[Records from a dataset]
= Beginning of Section =
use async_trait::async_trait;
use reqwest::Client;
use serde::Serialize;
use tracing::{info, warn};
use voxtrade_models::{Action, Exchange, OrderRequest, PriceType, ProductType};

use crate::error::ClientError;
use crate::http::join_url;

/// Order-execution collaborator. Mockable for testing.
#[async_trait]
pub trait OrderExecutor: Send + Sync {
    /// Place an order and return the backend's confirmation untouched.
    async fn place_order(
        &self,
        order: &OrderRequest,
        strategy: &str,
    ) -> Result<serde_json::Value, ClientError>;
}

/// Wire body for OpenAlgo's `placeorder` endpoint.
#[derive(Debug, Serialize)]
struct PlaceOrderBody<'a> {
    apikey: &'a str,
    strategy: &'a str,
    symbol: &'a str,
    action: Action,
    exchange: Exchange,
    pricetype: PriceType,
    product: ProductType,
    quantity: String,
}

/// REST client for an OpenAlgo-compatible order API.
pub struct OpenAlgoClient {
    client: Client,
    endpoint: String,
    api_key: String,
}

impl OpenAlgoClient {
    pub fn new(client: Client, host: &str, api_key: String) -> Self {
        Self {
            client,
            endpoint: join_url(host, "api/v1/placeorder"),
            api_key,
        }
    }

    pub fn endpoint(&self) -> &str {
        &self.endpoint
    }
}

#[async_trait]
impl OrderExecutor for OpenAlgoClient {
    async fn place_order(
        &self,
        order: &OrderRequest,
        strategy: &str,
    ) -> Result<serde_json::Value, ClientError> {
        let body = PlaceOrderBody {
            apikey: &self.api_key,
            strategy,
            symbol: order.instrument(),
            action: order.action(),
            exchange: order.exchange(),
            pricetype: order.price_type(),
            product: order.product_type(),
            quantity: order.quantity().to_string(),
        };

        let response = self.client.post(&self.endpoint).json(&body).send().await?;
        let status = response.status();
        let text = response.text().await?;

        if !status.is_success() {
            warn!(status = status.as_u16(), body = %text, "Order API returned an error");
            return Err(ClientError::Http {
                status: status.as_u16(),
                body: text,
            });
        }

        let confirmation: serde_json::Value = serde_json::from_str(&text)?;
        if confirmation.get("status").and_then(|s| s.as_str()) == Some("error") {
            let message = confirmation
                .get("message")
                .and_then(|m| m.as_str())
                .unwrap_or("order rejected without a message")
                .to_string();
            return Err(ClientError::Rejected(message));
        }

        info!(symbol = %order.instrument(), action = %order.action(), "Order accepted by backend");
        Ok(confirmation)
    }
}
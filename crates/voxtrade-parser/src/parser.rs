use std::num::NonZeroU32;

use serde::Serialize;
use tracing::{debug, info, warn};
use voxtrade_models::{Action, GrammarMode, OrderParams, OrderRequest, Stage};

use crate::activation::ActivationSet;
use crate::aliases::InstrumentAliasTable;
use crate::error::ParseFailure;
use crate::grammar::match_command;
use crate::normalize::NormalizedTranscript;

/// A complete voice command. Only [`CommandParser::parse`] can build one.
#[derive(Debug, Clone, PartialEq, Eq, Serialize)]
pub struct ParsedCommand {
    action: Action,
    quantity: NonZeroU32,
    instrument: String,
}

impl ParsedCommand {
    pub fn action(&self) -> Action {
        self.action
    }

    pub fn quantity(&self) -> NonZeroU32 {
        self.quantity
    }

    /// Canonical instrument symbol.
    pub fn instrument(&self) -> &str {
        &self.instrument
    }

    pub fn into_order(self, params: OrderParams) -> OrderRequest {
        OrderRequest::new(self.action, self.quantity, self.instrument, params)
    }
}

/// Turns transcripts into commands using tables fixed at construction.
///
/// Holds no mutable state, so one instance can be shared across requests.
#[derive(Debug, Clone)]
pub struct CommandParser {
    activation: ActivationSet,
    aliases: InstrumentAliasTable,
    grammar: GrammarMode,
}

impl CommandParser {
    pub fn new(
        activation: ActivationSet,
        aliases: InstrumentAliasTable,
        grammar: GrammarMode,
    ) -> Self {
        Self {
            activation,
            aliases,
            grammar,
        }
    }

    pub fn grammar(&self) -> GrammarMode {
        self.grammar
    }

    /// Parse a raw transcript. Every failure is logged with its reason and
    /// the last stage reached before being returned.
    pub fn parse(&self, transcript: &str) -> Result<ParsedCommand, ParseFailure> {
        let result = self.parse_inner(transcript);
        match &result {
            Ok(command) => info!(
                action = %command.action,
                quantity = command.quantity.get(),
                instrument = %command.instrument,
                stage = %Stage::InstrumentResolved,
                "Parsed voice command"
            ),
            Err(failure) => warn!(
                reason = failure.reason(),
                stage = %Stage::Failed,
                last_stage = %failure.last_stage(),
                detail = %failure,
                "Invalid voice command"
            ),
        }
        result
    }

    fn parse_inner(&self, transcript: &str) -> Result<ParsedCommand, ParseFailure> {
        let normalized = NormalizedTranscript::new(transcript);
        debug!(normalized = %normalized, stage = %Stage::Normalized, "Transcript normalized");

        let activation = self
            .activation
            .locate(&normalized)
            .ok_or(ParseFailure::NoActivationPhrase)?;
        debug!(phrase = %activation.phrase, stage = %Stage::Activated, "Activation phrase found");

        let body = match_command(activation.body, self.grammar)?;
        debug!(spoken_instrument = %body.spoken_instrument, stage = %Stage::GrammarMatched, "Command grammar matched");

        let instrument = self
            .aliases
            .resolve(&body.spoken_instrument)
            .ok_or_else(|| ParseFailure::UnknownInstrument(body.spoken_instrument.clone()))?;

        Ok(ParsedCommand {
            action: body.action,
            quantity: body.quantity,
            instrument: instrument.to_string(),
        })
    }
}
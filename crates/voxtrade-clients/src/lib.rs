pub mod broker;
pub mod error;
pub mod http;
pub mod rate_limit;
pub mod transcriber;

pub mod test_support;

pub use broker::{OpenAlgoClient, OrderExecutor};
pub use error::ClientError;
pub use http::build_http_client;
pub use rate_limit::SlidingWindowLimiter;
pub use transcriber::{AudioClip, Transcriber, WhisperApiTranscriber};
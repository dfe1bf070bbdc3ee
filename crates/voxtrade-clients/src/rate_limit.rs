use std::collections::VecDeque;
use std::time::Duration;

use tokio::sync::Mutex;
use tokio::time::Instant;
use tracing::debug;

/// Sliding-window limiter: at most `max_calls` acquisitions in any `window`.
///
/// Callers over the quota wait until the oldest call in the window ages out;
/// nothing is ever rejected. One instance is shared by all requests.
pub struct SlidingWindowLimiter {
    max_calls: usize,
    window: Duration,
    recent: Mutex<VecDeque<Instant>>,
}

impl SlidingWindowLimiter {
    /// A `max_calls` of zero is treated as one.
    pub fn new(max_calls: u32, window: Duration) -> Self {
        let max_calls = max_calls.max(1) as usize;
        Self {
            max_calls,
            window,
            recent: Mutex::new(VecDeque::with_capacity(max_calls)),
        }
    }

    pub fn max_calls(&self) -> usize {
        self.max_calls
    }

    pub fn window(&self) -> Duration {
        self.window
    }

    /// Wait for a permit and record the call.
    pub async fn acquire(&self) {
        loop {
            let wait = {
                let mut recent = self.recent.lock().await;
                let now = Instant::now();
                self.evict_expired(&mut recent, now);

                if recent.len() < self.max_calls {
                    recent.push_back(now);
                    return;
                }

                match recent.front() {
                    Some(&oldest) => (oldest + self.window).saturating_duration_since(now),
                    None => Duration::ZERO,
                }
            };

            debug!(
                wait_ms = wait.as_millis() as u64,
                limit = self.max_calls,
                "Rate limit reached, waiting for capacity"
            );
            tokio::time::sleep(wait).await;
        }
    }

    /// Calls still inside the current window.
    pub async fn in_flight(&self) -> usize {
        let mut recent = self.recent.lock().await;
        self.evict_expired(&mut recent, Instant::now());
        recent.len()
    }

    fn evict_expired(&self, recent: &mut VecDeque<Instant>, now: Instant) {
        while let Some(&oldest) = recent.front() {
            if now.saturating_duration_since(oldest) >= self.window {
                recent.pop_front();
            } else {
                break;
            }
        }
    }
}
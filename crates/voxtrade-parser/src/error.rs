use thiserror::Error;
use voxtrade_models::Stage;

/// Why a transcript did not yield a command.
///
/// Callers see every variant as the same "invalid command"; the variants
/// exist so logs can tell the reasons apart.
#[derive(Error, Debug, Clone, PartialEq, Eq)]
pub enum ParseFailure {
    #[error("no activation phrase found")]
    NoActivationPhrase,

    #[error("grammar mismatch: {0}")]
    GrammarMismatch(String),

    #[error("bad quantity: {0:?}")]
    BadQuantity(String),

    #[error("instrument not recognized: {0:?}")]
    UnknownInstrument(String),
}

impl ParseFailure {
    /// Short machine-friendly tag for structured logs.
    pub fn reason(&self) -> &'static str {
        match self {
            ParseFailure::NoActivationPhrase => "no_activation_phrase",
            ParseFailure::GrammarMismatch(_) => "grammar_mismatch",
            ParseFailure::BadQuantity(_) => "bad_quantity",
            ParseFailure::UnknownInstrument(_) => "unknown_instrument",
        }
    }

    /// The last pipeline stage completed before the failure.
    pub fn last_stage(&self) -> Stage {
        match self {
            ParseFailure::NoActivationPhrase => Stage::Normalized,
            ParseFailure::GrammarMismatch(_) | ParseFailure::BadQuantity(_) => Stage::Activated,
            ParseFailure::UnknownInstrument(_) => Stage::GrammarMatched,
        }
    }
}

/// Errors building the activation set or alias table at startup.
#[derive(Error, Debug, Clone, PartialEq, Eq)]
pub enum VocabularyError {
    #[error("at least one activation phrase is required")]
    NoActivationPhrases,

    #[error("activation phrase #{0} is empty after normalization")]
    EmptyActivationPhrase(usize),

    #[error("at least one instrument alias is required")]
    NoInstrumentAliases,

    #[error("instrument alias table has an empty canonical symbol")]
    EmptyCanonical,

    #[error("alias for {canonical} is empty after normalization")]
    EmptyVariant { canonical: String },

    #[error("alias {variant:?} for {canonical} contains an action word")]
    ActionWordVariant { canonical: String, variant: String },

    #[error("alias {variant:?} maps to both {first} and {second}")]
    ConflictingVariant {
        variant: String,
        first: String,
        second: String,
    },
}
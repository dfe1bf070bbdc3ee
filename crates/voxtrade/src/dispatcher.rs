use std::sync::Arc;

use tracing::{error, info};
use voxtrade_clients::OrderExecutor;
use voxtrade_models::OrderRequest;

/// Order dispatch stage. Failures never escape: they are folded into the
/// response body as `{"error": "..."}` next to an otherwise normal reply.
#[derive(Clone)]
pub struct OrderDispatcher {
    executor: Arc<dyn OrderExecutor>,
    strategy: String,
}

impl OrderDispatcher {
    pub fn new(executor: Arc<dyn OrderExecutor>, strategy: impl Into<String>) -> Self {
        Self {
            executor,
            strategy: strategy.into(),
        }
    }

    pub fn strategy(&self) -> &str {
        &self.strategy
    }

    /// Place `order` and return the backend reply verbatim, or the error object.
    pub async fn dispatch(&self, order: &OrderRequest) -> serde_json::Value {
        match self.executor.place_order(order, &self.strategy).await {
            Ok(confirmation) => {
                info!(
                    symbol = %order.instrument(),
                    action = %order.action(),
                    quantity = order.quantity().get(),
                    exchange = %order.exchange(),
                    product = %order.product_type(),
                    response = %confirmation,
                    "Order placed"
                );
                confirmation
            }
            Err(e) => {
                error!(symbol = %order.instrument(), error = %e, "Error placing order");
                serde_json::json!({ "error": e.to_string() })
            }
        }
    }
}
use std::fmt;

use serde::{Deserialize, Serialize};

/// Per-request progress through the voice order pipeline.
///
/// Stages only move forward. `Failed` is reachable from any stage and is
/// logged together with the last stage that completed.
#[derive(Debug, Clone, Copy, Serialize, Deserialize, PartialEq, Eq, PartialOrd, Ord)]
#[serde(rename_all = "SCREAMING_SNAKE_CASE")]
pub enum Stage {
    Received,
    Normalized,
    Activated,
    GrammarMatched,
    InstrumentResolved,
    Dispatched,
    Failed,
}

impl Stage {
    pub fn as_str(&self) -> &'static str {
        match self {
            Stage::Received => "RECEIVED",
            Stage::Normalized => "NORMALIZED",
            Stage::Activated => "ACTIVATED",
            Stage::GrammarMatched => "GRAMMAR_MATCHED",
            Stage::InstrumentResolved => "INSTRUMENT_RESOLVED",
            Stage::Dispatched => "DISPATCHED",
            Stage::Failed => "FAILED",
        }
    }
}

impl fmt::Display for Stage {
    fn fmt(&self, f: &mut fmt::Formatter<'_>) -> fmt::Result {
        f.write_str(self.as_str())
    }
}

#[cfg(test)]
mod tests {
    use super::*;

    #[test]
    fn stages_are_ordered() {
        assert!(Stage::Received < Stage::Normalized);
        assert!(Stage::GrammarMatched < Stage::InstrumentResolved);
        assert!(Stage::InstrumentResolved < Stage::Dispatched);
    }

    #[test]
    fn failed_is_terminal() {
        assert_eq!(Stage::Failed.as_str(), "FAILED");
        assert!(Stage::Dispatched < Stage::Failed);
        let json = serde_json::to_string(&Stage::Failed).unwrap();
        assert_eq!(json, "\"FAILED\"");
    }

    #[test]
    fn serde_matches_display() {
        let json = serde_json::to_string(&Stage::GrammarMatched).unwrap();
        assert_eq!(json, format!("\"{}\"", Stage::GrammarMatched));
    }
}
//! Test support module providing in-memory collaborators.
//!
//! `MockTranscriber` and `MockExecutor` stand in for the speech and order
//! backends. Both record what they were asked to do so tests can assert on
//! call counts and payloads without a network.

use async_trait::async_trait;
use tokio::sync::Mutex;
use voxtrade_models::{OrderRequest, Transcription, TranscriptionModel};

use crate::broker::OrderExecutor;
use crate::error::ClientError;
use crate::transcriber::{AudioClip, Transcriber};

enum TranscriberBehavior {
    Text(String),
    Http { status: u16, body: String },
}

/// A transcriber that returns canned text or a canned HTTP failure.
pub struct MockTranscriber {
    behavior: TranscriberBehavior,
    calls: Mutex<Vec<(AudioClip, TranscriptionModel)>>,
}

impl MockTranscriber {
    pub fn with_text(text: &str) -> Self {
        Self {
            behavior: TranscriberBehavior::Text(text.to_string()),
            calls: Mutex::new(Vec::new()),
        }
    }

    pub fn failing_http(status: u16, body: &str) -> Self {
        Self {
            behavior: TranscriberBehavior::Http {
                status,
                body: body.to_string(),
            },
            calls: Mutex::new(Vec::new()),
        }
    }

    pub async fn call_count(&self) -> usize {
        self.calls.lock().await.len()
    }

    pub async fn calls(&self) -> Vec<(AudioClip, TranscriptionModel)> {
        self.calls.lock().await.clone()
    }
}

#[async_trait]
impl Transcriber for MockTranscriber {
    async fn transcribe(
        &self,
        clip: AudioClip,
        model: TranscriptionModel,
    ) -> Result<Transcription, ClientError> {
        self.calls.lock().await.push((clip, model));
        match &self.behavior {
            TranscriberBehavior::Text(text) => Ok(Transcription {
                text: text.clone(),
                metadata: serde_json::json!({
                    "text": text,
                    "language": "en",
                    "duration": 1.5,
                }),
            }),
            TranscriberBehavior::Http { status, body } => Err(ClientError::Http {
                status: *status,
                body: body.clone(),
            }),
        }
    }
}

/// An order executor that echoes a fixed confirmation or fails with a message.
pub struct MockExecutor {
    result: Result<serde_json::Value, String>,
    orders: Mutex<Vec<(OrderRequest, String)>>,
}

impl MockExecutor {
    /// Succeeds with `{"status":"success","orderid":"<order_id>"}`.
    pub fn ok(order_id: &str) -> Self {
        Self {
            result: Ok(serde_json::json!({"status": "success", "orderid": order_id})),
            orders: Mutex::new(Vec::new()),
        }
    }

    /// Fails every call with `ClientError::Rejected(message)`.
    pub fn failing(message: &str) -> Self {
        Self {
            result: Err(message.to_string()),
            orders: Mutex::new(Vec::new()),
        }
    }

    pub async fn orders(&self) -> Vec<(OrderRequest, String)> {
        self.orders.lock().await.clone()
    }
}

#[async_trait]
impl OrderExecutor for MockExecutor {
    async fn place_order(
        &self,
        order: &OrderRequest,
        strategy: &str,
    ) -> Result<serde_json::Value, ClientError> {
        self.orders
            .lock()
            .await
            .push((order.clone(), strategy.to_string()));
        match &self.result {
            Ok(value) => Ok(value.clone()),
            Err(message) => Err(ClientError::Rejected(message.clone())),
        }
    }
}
= End of Section =
= Beginning of Section =
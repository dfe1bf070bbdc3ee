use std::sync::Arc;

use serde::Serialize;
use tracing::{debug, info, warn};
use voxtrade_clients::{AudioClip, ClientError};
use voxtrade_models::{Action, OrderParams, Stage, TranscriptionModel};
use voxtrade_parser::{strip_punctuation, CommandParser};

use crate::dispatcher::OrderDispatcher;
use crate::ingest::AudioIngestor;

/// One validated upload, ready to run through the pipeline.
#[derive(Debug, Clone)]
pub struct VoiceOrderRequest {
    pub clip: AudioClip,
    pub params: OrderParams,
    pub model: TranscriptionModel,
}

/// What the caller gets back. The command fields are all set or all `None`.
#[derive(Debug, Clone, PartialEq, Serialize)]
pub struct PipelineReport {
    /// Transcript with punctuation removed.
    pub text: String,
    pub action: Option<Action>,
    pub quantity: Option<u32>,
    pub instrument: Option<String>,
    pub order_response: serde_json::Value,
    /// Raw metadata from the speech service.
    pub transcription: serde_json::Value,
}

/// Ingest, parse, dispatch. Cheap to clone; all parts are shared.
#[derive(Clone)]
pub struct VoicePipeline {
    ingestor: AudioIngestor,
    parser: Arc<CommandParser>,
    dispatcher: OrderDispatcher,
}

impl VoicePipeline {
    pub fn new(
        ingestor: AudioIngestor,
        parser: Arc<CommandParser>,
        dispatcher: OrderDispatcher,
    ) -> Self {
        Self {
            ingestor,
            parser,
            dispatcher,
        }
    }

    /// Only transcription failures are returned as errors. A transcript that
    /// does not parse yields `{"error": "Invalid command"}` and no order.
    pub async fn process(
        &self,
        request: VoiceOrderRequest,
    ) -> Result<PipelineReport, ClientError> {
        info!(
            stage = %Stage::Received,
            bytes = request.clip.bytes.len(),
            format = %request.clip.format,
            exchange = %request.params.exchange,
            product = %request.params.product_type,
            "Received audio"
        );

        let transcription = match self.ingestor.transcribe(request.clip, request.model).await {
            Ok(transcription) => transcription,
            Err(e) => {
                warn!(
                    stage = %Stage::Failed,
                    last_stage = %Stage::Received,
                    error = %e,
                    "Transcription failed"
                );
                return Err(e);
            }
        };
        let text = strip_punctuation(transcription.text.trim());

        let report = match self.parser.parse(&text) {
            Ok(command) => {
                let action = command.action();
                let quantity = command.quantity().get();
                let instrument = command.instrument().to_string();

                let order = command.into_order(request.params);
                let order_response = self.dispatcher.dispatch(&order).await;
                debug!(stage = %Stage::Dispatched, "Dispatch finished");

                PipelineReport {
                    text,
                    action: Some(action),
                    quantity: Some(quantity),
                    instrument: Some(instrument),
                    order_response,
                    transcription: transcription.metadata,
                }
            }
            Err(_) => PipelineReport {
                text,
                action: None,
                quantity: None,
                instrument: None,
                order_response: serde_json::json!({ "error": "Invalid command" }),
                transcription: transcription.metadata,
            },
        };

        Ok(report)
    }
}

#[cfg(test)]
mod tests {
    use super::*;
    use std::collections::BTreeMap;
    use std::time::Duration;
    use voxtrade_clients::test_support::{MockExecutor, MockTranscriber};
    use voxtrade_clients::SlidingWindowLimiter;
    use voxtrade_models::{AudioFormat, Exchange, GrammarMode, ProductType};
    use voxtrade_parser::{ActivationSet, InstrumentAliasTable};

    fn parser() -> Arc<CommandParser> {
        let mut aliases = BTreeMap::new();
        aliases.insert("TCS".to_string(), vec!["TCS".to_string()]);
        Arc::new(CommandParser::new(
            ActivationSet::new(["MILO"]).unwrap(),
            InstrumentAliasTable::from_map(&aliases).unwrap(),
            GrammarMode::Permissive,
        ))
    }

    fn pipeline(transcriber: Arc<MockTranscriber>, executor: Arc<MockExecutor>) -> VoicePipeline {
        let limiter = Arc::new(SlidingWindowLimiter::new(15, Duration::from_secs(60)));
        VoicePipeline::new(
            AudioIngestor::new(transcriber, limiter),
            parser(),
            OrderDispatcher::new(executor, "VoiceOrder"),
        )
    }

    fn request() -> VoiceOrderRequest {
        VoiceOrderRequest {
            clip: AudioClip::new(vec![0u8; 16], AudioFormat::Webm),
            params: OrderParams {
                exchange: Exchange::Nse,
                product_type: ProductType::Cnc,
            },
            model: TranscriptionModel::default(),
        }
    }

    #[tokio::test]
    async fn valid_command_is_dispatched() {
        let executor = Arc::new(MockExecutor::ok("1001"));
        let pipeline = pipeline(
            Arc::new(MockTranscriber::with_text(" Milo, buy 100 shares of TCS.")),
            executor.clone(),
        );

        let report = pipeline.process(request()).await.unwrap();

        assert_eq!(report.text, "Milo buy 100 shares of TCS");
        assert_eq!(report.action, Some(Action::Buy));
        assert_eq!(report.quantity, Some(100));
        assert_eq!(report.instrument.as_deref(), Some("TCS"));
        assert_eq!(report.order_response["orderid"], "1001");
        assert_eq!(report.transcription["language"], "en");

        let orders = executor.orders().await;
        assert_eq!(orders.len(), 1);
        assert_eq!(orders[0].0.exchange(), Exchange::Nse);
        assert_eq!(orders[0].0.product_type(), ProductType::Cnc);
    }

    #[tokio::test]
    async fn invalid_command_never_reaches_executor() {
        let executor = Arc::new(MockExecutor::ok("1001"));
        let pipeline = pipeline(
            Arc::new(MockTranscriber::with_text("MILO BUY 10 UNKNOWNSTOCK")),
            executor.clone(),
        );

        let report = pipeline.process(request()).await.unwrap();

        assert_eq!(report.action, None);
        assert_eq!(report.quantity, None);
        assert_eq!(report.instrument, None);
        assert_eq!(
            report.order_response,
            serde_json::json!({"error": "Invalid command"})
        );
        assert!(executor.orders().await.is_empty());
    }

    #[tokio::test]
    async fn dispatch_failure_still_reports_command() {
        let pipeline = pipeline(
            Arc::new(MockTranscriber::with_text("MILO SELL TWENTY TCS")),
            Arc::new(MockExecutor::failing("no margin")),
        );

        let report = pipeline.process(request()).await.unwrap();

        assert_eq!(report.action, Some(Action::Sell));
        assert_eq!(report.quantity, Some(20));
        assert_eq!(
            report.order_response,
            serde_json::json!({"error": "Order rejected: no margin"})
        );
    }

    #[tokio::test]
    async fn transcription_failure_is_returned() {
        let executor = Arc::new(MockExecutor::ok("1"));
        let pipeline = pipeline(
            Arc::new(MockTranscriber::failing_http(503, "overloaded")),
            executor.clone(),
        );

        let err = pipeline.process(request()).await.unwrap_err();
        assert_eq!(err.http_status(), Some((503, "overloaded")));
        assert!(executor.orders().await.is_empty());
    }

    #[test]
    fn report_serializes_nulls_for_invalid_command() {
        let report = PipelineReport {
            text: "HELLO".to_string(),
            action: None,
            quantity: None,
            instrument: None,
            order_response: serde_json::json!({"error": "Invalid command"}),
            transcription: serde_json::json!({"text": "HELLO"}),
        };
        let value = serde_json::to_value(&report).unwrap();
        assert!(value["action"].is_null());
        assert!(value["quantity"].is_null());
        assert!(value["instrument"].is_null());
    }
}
= End of Section =
= Beginning of Section =
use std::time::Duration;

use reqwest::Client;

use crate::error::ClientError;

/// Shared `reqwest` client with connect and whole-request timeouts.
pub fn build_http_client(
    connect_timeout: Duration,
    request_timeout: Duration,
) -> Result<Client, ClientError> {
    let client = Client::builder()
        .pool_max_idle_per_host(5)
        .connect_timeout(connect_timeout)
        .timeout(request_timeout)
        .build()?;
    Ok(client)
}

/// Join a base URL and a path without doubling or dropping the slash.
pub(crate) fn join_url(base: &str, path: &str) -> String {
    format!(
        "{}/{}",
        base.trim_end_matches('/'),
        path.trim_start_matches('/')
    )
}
= End of Section =
(About this task):
Pull each line containing "InstrumentResolved" from the records.

(Expected answer):
                stage = %Stage::InstrumentResolved,
    InstrumentResolved,
            Stage::InstrumentResolved => "INSTRUMENT_RESOLVED",
        assert!(Stage::GrammarMatched < Stage::InstrumentResolved);
        assert!(Stage::InstrumentResolved < Stage::Dispatched);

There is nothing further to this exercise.